I’ve been working at a small company where I own a lot of the code base.
I got my boss to accept slower initial work that was more systemically designed, and now I can complete projects that would have taken weeks in a few days.
The level of consistency and quality you get by building a proper foundation and doing things right has an insane payoff. And users notice too when they’re using products that work consistently and with low resources.
IrateAnteater@sh.itjust.works 2 weeks ago
I think a substantial part of the problem is the employee turnover rates in the industry. It seems to be just accepted that everyone is going to jump to another company every couple years (usually due to companies not giving adequate raises). This leads to a situation where, consciously or subconsciously, noone really gives a shit about the product. Everyone does their job (and only their job, not a hint of anything extra), but they’re not going to take on major long term projects, because they’re already one foot out the door, looking for the next job. Shitty middle management of course drastically exacerbates the issue.

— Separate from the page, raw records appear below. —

impl DiffViewer {
    pub fn new(width: usize, height: usize) -> Self {
        Self {
            width,
            height,
            ..Self::default()
        }
    }

    /// Load a new file, resetting position, selection, search and annotations.
    pub fn set_diff(&mut self, diff: Option<FileDiff>) {
        self.rows = diff.as_ref().map(flatten).unwrap_or_default();
        self.diff = diff;
        self.cursor = 0;
        self.offset = 0;
        self.visual_anchor = None;
        self.search_term = None;
        self.search_matches.clear();
        self.pending = None;
        self.annotated_lines.clear();
        self.annotation_rows.clear();
        log::trace!("viewer loaded {} rows", self.rows.len());
    }

    /// Replace the content of the current file, keeping the cursor, scroll and
    /// selection where they were (clamped to the new bounds).
    pub fn refresh_diff(&mut self, diff: Option<FileDiff>) {
        self.rows = diff.as_ref().map(flatten).unwrap_or_default();
        self.diff = diff;

        if self.rows.is_empty() {
            self.cursor = 0;
            self.offset = 0;
            self.visual_anchor = None;
        } else {
            let last = self.rows.len() - 1;
            self.cursor = self.cursor.min(last);
            self.offset = self.offset.min(last);
            self.visual_anchor = self.visual_anchor.map(|a| a.min(last));
            self.adjust_scroll();
        }

        if let Some(term) = self.search_term.take() {
            self.set_search(&term);
        }
        self.rebuild_annotation_rows();
    }

    pub fn diff(&self) -> Option<&FileDiff> {
        self.diff.as_ref()
    }

    pub fn is_empty(&self) -> bool {
        self.rows.is_empty()
    }

    pub fn rows(&self) -> &[DisplayRow] {
        &self.rows
    }

    pub fn row(&self, idx: usize) -> Option<DisplayRow> {
        self.rows.get(idx).copied()
    }

    pub fn total_rows(&self) -> usize {
        self.rows.len()
    }

    pub fn cursor_row(&self) -> usize {
        self.cursor
    }

    pub fn scroll_offset(&self) -> usize {
        self.offset
    }

    pub fn width(&self) -> usize {
        self.width
    }

    pub fn height(&self) -> usize {
        self.height
    }

    /// The code line at `idx`, or `None` for hunk headers and out-of-range rows.
    pub fn line_at(&self, idx: usize) -> Option<&Line> {
        match self.rows.get(idx)? {
            DisplayRow::Code { hunk, line } => self.diff.as_ref()?.hunks.get(*hunk)?.lines.get(*line),
            DisplayRow::HunkHeader { .. } => None,
        }
    }

    /// The `@@` header text at `idx`, if that row is a hunk header.
    pub fn header_at(&self, idx: usize) -> Option<&str> {
        match self.rows.get(idx)? {
            DisplayRow::HunkHeader { hunk } => {
                self.diff.as_ref()?.hunks.get(*hunk).map(|h| h.header.as_str())
            }
            DisplayRow::Code { .. } => None,
        }
    }

    pub fn current_line(&self) -> Option<&Line> {
        self.line_at(self.cursor)
    }

    /// Annotation line number at `idx`: new number for added/context lines, old
    /// number for removed lines.
    pub fn line_no_at(&self, idx: usize) -> Option<u32> {
        self.line_at(idx).and_then(Line::anchor_number)
    }

    pub fn current_line_no(&self) -> Option<u32> {
        self.line_no_at(self.cursor)
    }

    /// Contents of the code lines between two rows (inclusive), newline-joined.
    pub fn snippet_range(&self, start: usize, end: usize) -> String {
        (start..=end)
            .filter_map(|i| self.line_at(i))
            .map(|l| l.content.as_str())
            .collect::<Vec<_>>()
            .join("\n")
    }

    /// Row indices currently inside the viewport.
    pub fn visible_rows(&self) -> Range<usize> {
        let end = (self.offset + self.page()).min(self.rows.len());
        self.offset.min(end)..end
    }

    pub fn set_size(&mut self, width: usize, height: usize) {
        self.width = width;
        self.height = height;
        self.adjust_scroll();
    }

    fn page(&self) -> usize {
        self.height.max(1)
    }

    /// Keep the cursor inside the viewport with minimal scrolling.
    fn adjust_scroll(&mut self) {
        let page = self.page();
        if self.cursor < self.offset {
            self.offset = self.cursor;
        }
        if self.cursor >= self.offset + page {
            self.offset = self.cursor + 1 - page;
        }
    }

    fn last_row(&self) -> usize {
        self.rows.len().saturating_sub(1)
    }

    fn set_cursor(&mut self, row: usize) {
        self.cursor = row.min(self.last_row());
        self.adjust_scroll();
    }

    /// Move the cursor by `delta` rows, clamped to the file.
    pub fn move_cursor(&mut self, delta: isize) {
        if self.rows.is_empty() {
            return;
        }
        let target = self.cursor.saturating_add_signed(delta);
        self.set_cursor(target);
    }

    pub fn jump_top(&mut self) {
        self.cursor = 0;
        self.offset = 0;
    }

    pub fn jump_bottom(&mut self) {
        self.set_cursor(self.last_row());
    }

    /// Put the cursor on the last row, used when entering a file from below.
    pub fn set_cursor_to_end(&mut self) {
        self.jump_bottom();
    }

    /// Move the cursor back to a previously saved row.
    pub fn restore_cursor(&mut self, row: usize) {
        self.set_cursor(row);
    }

    pub fn half_page_down(&mut self) {
        self.move_cursor((self.page() / 2).max(1) as isize);
    }

    pub fn half_page_up(&mut self) {
        self.move_cursor(-((self.page() / 2).max(1) as isize));
    }

    pub fn page_down(&mut self) {
        self.move_cursor(self.page() as isize);
    }

    pub fn page_up(&mut self) {
        self.move_cursor(-(self.page() as isize));
    }

    /// Jump to the next/previous hunk header. Returns false at the file edge.
    pub fn jump_hunk(&mut self, direction: Direction) -> bool {
        let target = match direction {
            Direction::Forward => (self.cursor + 1..self.rows.len())
                .find(|&i| self.rows[i].is_hunk_header()),
            Direction::Backward => (0..self.cursor)
                .rev()
                .find(|&i| self.rows[i].is_hunk_header()),
        };
        self.land(target)
    }

    fn is_change_row(&self, idx: usize) -> bool {
        self.line_at(idx).is_some_and(|l| l.kind.is_change())
    }

    /// Jump to the start of the next/previous run of added or removed lines.
    /// Returns false when there is no further change block in that direction.
    pub fn jump_change_block(&mut self, direction: Direction) -> bool {
        let target = match direction {
            Direction::Forward => self.next_change_block(),
            Direction::Backward => self.prev_change_block(),
        };
        self.land(target)
    }

    fn next_change_block(&self) -> Option<usize> {
        let len = self.rows.len();
        let mut i = self.cursor;
        while i < len && self.is_change_row(i) {
            i += 1;
        }
        while i < len && !self.is_change_row(i) {
            i += 1;
        }
        (i < len).then_some(i)
    }

    fn prev_change_block(&self) -> Option<usize> {
        if self.rows.is_empty() {
            return None;
        }
        let mut i = self.cursor;
        if self.is_change_row(i) {
            i = i.checked_sub(1)?;
        }
        while !self.is_change_row(i) {
            i = i.checked_sub(1)?;
        }
        while i > 0 && self.is_change_row(i - 1) {
            i -= 1;
        }
        Some(i)
    }

    fn land(&mut self, target: Option<usize>) -> bool {
        match target {
            Some(row) => {
                self.set_cursor(row);
                true
            }
            None => false,
        }
    }

    /// Enter visual mode anchored at the cursor, or leave it.
    pub fn toggle_visual(&mut self) {
        self.visual_anchor = match self.visual_anchor {
            Some(_) => None,
            None => Some(self.cursor),
        };
    }

    pub fn exit_visual_mode(&mut self) {
        self.visual_anchor = None;
    }

    pub fn in_visual_mode(&self) -> bool {
        self.visual_anchor.is_some()
    }

    /// Selected rows as an ordered, inclusive `(start, end)` pair.
    pub fn visual_range(&self) -> Option<(usize, usize)> {
        self.visual_anchor
            .map(|anchor| (anchor.min(self.cursor), anchor.max(self.cursor)))
    }

    pub fn in_visual_range(&self, idx: usize) -> bool {
        self.visual_range()
            .is_some_and(|(start, end)| (start..=end).contains(&idx))
    }

    pub fn toggle_side_by_side(&mut self) {
        self.side_by_side = !self.side_by_side;
    }

    pub fn set_side_by_side(&mut self, enabled: bool) {
        self.side_by_side = enabled;
    }

    pub fn is_side_by_side(&self) -> bool {
        self.side_by_side
    }

    /// Record the rows whose content contains `term`. An empty term clears the search.
    pub fn set_search(&mut self, term: &str) {
        self.search_matches.clear();
        if term.is_empty() {
            self.search_term = None;
            return;
        }
        self.search_matches = (0..self.rows.len())
            .filter(|&i| self.line_at(i).is_some_and(|l| l.content.contains(term)))
            .collect();
        self.search_term = Some(term.to_string());
    }

    pub fn search_term(&self) -> Option<&str> {
        self.search_term.as_deref()
    }

    pub fn search_matches(&self) -> &[usize] {
        &self.search_matches
    }

    pub fn is_search_match(&self, idx: usize) -> bool {
        self.search_matches.binary_search(&idx).is_ok()
    }

    /// Move to the next match after the cursor, wrapping to the first.
    pub fn search_next(&mut self) -> bool {
        let Some(&first) = self.search_matches.first() else {
            return false;
        };
        let target = self
            .search_matches
            .iter()
            .copied()
            .find(|&i| i > self.cursor)
            .unwrap_or(first);
        self.set_cursor(target);
        true
    }

    /// Move to the previous match before the cursor, wrapping to the last.
    pub fn search_prev(&mut self) -> bool {
        let Some(&last) = self.search_matches.last() else {
            return false;
        };
        let target = self
            .search_matches
            .iter()
            .rev()
            .copied()
            .find(|&i| i < self.cursor)
            .unwrap_or(last);
        self.set_cursor(target);
        true
    }

    /// Set the annotated line numbers for this file and recompute marker rows.
    pub fn set_annotated_lines(&mut self, lines: impl IntoIterator<Item = u32>) {
        self.annotated_lines = lines.into_iter().collect();
        self.rebuild_annotation_rows();
    }

    fn rebuild_annotation_rows(&mut self) {
        self.annotation_rows = if self.annotated_lines.is_empty() {
            BTreeSet::new()
        } else {
            (0..self.rows.len())
                .filter(|&i| {
                    self.line_no_at(i)
                        .is_some_and(|n| self.annotated_lines.contains(&n))
                })
                .collect()
        };
    }

    pub fn has_annotation(&self, idx: usize) -> bool {
        self.annotation_rows.contains(&idx)
    }

    pub fn annotation_rows(&self) -> &BTreeSet<usize> {
        &self.annotation_rows
    }

    /// Jump to the next/previous annotated row relative to the cursor.
    pub fn jump_comment(&mut self, direction: Direction) -> bool {
        let target = match direction {
            Direction::Forward => self.annotation_rows.range(self.cursor + 1..).next().copied(),
            Direction::Backward => self.annotation_rows.range(..self.cursor).next_back().copied(),
        };
        self.land(target)
    }

    /// True while the first key of a two-key sequence is held.
    pub fn has_pending_key(&self) -> bool {
        self.pending.is_some()
    }

    /// The direction and pre-jump cursor of a pending `[`/`]`.
    pub fn pending_bracket(&self) -> Option<(Direction, usize)> {
        match self.pending {
            Some(PendingKey::Bracket { direction, origin }) => Some((direction, origin)),
            _ => None,
        }
    }

    pub fn clear_pending_key(&mut self) {
        self.pending = None;
    }

    /// Apply one key press.
    ///
    /// A pending prefix resolves against this key first; if the key is not the
    /// expected continuation the prefix is dropped and the key handled normally.
    pub fn handle_key(&mut self, key: Key) -> KeyOutcome {
        if let Some(pending) = self.pending.take() {
            match (pending, key) {
                (PendingKey::Bracket { direction, origin }, Key::Char('c')) => {
                    self.restore_cursor(origin);
                    self.jump_comment(direction);
                    return KeyOutcome::Handled;
                }
                (PendingKey::G, Key::Char('g')) => {
                    self.jump_top();
                    return KeyOutcome::Handled;
                }
                _ => {}
            }
        }

        match key {
            Key::Char('j') | Key::Down => self.move_cursor(1),
            Key::Char('k') | Key::Up => self.move_cursor(-1),
            Key::Char('g') => self.pending = Some(PendingKey::G),
            Key::Home => self.jump_top(),
            Key::Char('G') | Key::End => self.jump_bottom(),
            Key::Ctrl('d') => self.half_page_down(),
            Key::Ctrl('u') => self.half_page_up(),
            Key::Ctrl('f') | Key::PageDown => self.page_down(),
            Key::Ctrl('b') | Key::PageUp => self.page_up(),
            Key::Char('}') => return self.boundary(Direction::Forward, |v, d| v.jump_hunk(d)),
            Key::Char('{') => return self.boundary(Direction::Backward, |v, d| v.jump_hunk(d)),
            Key::Char(']') => return self.bracket(Direction::Forward),
            Key::Char('[') => return self.bracket(Direction::Backward),
            Key::Char('v') => self.toggle_visual(),
            Key::Esc => self.exit_visual_mode(),
            Key::Tab => self.toggle_side_by_side(),
            Key::Char('n') => {
                self.search_next();
            }
            Key::Char('N') => {
                self.search_prev();
            }
            _ => return KeyOutcome::Ignored,
        }
        KeyOutcome::Handled
    }

    fn boundary(
        &mut self,
        direction: Direction,
        jump: impl FnOnce(&mut Self, Direction) -> bool,
    ) -> KeyOutcome {
        if jump(self, direction) {
            KeyOutcome::Handled
        } else {
            KeyOutcome::FileBoundary(direction)
        }
    }

    fn bracket(&mut self, direction: Direction) -> KeyOutcome {
        let origin = self.cursor;
        let outcome = self.boundary(direction, |v, d| v.jump_change_block(d));
        self.pending = Some(PendingKey::Bracket { direction, origin });
        outcome
    }
}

I think that’s why there’s a lot of open source software that’s better than the corporate stuff. Half the time it’s just one person working on it, but they actually give a shit.
MotoAsh@piefed.social 2 weeks ago
Definitely part of it. The other part is soooo many companies hire shit idiots out of college. Sure, they have a degree, but they’ve barely understood the concept of deep logic for four years in many cases, and virtually zero experience with ANY major framework or library.
Then, dumb management puts them on tasks they’re not qualified for, add on that Agile development means “don’t solve any problem you don’t have to” for some fools, and… the result is the entire industry becomes full of functionally idiots.
It’s the same problem with late-stage capitalism… Executives focus on money over longevity and the economy becomes way more tumultuous. The industry focuses way too hard on “move fast and break things” than making quality, and … here we are.
sp3ctr4l@lemmy.dbzer0.com 2 weeks ago
Shit idiots with enthusiasm could be trained, mentored, molded into assets for the company.
Ala an apprenticeship structure or something similar, like how you need X years before you’re a journeyman at many hands on trades.
But uh, nope, C suite could order something like that be implemented at any time.
They don’t though.
Because that would make next quarter projections not look as good.
And because that would require actual leadership.
This used to be how things largely worked in the software industry.
But, as with many other industries, now finance runs everything, and they’re trapped in a system of their own making… but its not really trapped, because… they’ll still get a golden parachute no matter what happens, everyone else suffers, so that’s fine.
Croquette@sh.itjust.works 2 weeks ago
My hot take : lots of projects would benefit from a traditional project management cycle instead of trying to force Agile on every projects.
WanderingThoughts@europe.pub 2 weeks ago
That’s “disrupting the industry” or “revolutionizing the way we do things” these days. The “move fast and break things” slogan has too much of a stink to it now.
JustEnoughDucks@feddit.nl 2 weeks ago
True, but this is a reaction to companies discarding their employees at the drop of a hat, and only for “increasing YoY profit”.
It is a defense mechanism that has now become cultural in a huge amount of countries.
HaraldvonBlauzahn@feddit.org 2 weeks ago
Well. I did the last jump because the quality was so bad.